### WHAT TO PRODUCE
The string "marker" appears in some lines of the entries that follow; copy each such line.

Data excerpts:
-- -- --

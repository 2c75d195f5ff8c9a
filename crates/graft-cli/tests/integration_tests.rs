//! End-to-end tests for the graft binary: real blueprints applied to real
//! temporary directories.

use std::fs;
use std::path::{Path, PathBuf};

use assert_cmd::Command;
use predicates::prelude::*;
use tempfile::TempDir;

const ROUTER_BLUEPRINT: &str = r#"{
    "id": "router-setup",
    "name": "Router Setup",
    "contextual_files": ["package.json"],
    "actions": [
        { "type": "create-file", "path": "src/routes.tsx", "content": "export const routes = [];\n" },
        { "type": "install-packages", "packages": { "react-router-dom": "^6.20.0" } },
        { "type": "add-env-var", "key": "PUBLIC_URL", "value": "/" }
    ]
}"#;

fn graft() -> Command {
    Command::cargo_bin("graft").unwrap()
}

fn write_blueprint(dir: &Path, json: &str) -> PathBuf {
    let path = dir.join("blueprint.json");
    fs::write(&path, json).unwrap();
    path
}

/// A throwaway project with a minimal package.json manifest.
fn project() -> TempDir {
    let dir = TempDir::new().unwrap();
    fs::write(
        dir.path().join("package.json"),
        r#"{ "name": "my-app", "version": "0.1.0", "dependencies": {} }"#,
    )
    .unwrap();
    dir
}

#[test]
fn test_help_lists_subcommands() {
    graft()
        .arg("--help")
        .assert()
        .success()
        .stdout(predicate::str::contains("apply"))
        .stdout(predicate::str::contains("plan"))
        .stdout(predicate::str::contains("validate"))
        .stdout(predicate::str::contains("completions"));
}

#[test]
fn test_version_flag() {
    graft()
        .arg("--version")
        .assert()
        .success()
        .stdout(predicate::str::contains(env!("CARGO_PKG_VERSION")));
}

#[test]
fn test_apply_writes_staged_files() {
    let work = TempDir::new().unwrap();
    let blueprint = write_blueprint(work.path(), ROUTER_BLUEPRINT);
    let proj = project();

    graft()
        .args([
            "apply",
            blueprint.to_str().unwrap(),
            "--project",
            proj.path().to_str().unwrap(),
            "--yes",
        ])
        .assert()
        .success()
        .stdout(predicate::str::contains("applied"));

    let routes = fs::read_to_string(proj.path().join("src/routes.tsx")).unwrap();
    assert_eq!(routes, "export const routes = [];\n");

    let manifest = fs::read_to_string(proj.path().join("package.json")).unwrap();
    assert!(manifest.contains("react-router-dom"));

    let env = fs::read_to_string(proj.path().join(".env")).unwrap();
    assert!(env.contains("PUBLIC_URL=/"));
}

#[test]
fn test_apply_conflict_aborts_without_touching_disk() {
    let work = TempDir::new().unwrap();
    let blueprint = write_blueprint(
        work.path(),
        r#"{
            "id": "collide",
            "name": "Collide",
            "actions": [
                { "type": "create-file", "path": "fresh.txt", "content": "new\n" },
                { "type": "create-file", "path": "hello.txt", "content": "clobber\n" }
            ]
        }"#,
    );
    let proj = TempDir::new().unwrap();
    fs::write(proj.path().join("hello.txt"), "original\n").unwrap();

    graft()
        .args([
            "apply",
            blueprint.to_str().unwrap(),
            "--project",
            proj.path().to_str().unwrap(),
            "--yes",
        ])
        .assert()
        .failure()
        .code(1)
        .stderr(predicate::str::contains("failed"));

    // The abort happened before commit: nothing was written at all.
    assert!(!proj.path().join("fresh.txt").exists());
    assert_eq!(
        fs::read_to_string(proj.path().join("hello.txt")).unwrap(),
        "original\n"
    );
}

#[test]
fn test_plan_previews_without_writing() {
    let work = TempDir::new().unwrap();
    let blueprint = write_blueprint(work.path(), ROUTER_BLUEPRINT);
    let proj = project();

    graft()
        .args([
            "plan",
            blueprint.to_str().unwrap(),
            "--project",
            proj.path().to_str().unwrap(),
        ])
        .assert()
        .success()
        .stdout(predicate::str::contains("create-file"))
        .stdout(predicate::str::contains("Footprint"))
        .stdout(predicate::str::contains("package.json"))
        .stdout(predicate::str::contains("present"))
        .stdout(predicate::str::contains("new"));

    assert!(!proj.path().join("src").exists());
    assert!(!proj.path().join(".env").exists());
}

#[test]
fn test_dry_run_reports_but_writes_nothing() {
    let work = TempDir::new().unwrap();
    let blueprint = write_blueprint(work.path(), ROUTER_BLUEPRINT);
    let proj = project();

    graft()
        .args([
            "apply",
            blueprint.to_str().unwrap(),
            "--project",
            proj.path().to_str().unwrap(),
            "--dry-run",
        ])
        .assert()
        .success()
        .stdout(predicate::str::contains("would write"))
        .stdout(predicate::str::contains("Rehearsal"));

    assert!(!proj.path().join("src").exists());
    assert!(!proj.path().join(".env").exists());
    // The manifest was staged, never committed.
    let manifest = fs::read_to_string(proj.path().join("package.json")).unwrap();
    assert!(!manifest.contains("react-router-dom"));
}

#[test]
fn test_validate_accepts_well_formed_blueprint() {
    let work = TempDir::new().unwrap();
    let blueprint = write_blueprint(work.path(), ROUTER_BLUEPRINT);

    graft()
        .args(["validate", blueprint.to_str().unwrap()])
        .assert()
        .success()
        .stdout(predicate::str::contains("is valid"))
        .stdout(predicate::str::contains("Router Setup"));
}

#[test]
fn test_json_output_is_machine_readable() {
    let work = TempDir::new().unwrap();
    let blueprint = write_blueprint(work.path(), ROUTER_BLUEPRINT);
    let proj = project();

    let output = graft()
        .args([
            "apply",
            blueprint.to_str().unwrap(),
            "--project",
            proj.path().to_str().unwrap(),
            "--output-format",
            "json",
        ])
        .assert()
        .success()
        .get_output()
        .clone();

    let report: serde_json::Value = serde_json::from_slice(&output.stdout).unwrap();
    assert_eq!(report["blueprint_id"], "router-setup");
    assert_eq!(report["success"], serde_json::Value::Bool(true));
    assert_eq!(report["files_written"].as_array().unwrap().len(), 3);
    assert_eq!(report["actions_applied"], serde_json::json!(3));
}

#[test]
fn test_quiet_apply_produces_no_stdout() {
    let work = TempDir::new().unwrap();
    let blueprint = write_blueprint(work.path(), ROUTER_BLUEPRINT);
    let proj = project();

    graft()
        .args([
            "apply",
            blueprint.to_str().unwrap(),
            "--project",
            proj.path().to_str().unwrap(),
            "--quiet",
        ])
        .assert()
        .success()
        .stdout(predicate::str::is_empty());

    assert!(proj.path().join("src/routes.tsx").exists());
}

#[test]
fn test_completions_generate_bash_script() {
    graft()
        .args(["completions", "bash"])
        .assert()
        .success()
        .stdout(predicate::str::contains("graft"))
        .stdout(predicate::str::contains("complete"));
}

#[test]
fn test_apply_runs_deferred_commands() {
    let work = TempDir::new().unwrap();
    let blueprint = write_blueprint(
        work.path(),
        r#"{
            "id": "with-command",
            "name": "With Command",
            "actions": [
                { "type": "create-file", "path": "input.txt", "content": "data\n" },
                { "type": "run-command", "command": "printf ok > marker.txt" }
            ]
        }"#,
    );
    let proj = TempDir::new().unwrap();

    graft()
        .args([
            "apply",
            blueprint.to_str().unwrap(),
            "--project",
            proj.path().to_str().unwrap(),
            "--yes",
        ])
        .assert()
        .success()
        .stdout(predicate::str::contains("ran"));

    // The command ran with the project root as its working directory.
    assert_eq!(
        fs::read_to_string(proj.path().join("marker.txt")).unwrap(),
        "ok"
    );
}

#[test]
fn test_conditions_gate_actions_on_params() {
    let work = TempDir::new().unwrap();
    let blueprint = write_blueprint(
        work.path(),
        r#"{
            "id": "conditional",
            "name": "Conditional",
            "actions": [
                { "type": "create-file", "path": "always.txt", "content": "a\n" },
                {
                    "type": "create-file",
                    "path": "api.txt",
                    "content": "b\n",
                    "condition": "project.hasApi"
                }
            ]
        }"#,
    );

    // Without the parameter the gated action is skipped.
    let without = TempDir::new().unwrap();
    graft()
        .args([
            "apply",
            blueprint.to_str().unwrap(),
            "--project",
            without.path().to_str().unwrap(),
            "--yes",
        ])
        .assert()
        .success();
    assert!(without.path().join("always.txt").exists());
    assert!(!without.path().join("api.txt").exists());

    // With -p project.hasApi=true it runs.
    let with = TempDir::new().unwrap();
    graft()
        .args([
            "apply",
            blueprint.to_str().unwrap(),
            "--project",
            with.path().to_str().unwrap(),
            "--yes",
            "-p",
            "project.hasApi=true",
        ])
        .assert()
        .success();
    assert!(with.path().join("api.txt").exists());
}

#[test]
fn test_search_path_resolves_bare_blueprint_names() {
    let work = TempDir::new().unwrap();
    let store = work.path().join("blueprints");
    fs::create_dir(&store).unwrap();
    fs::write(store.join("router-setup.json"), ROUTER_BLUEPRINT).unwrap();

    let config = work.path().join("graft.toml");
    fs::write(
        &config,
        format!("[blueprints]\nsearch_path = \"{}\"\n", store.display()),
    )
    .unwrap();

    graft()
        .args([
            "--config",
            config.to_str().unwrap(),
            "validate",
            "router-setup",
        ])
        .assert()
        .success()
        .stdout(predicate::str::contains("is valid"));
}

-- -- --

### OUTPUT
                { "type": "run-command", "command": "printf ok > marker.txt" }
        fs::read_to_string(proj.path().join("marker.txt")).unwrap(),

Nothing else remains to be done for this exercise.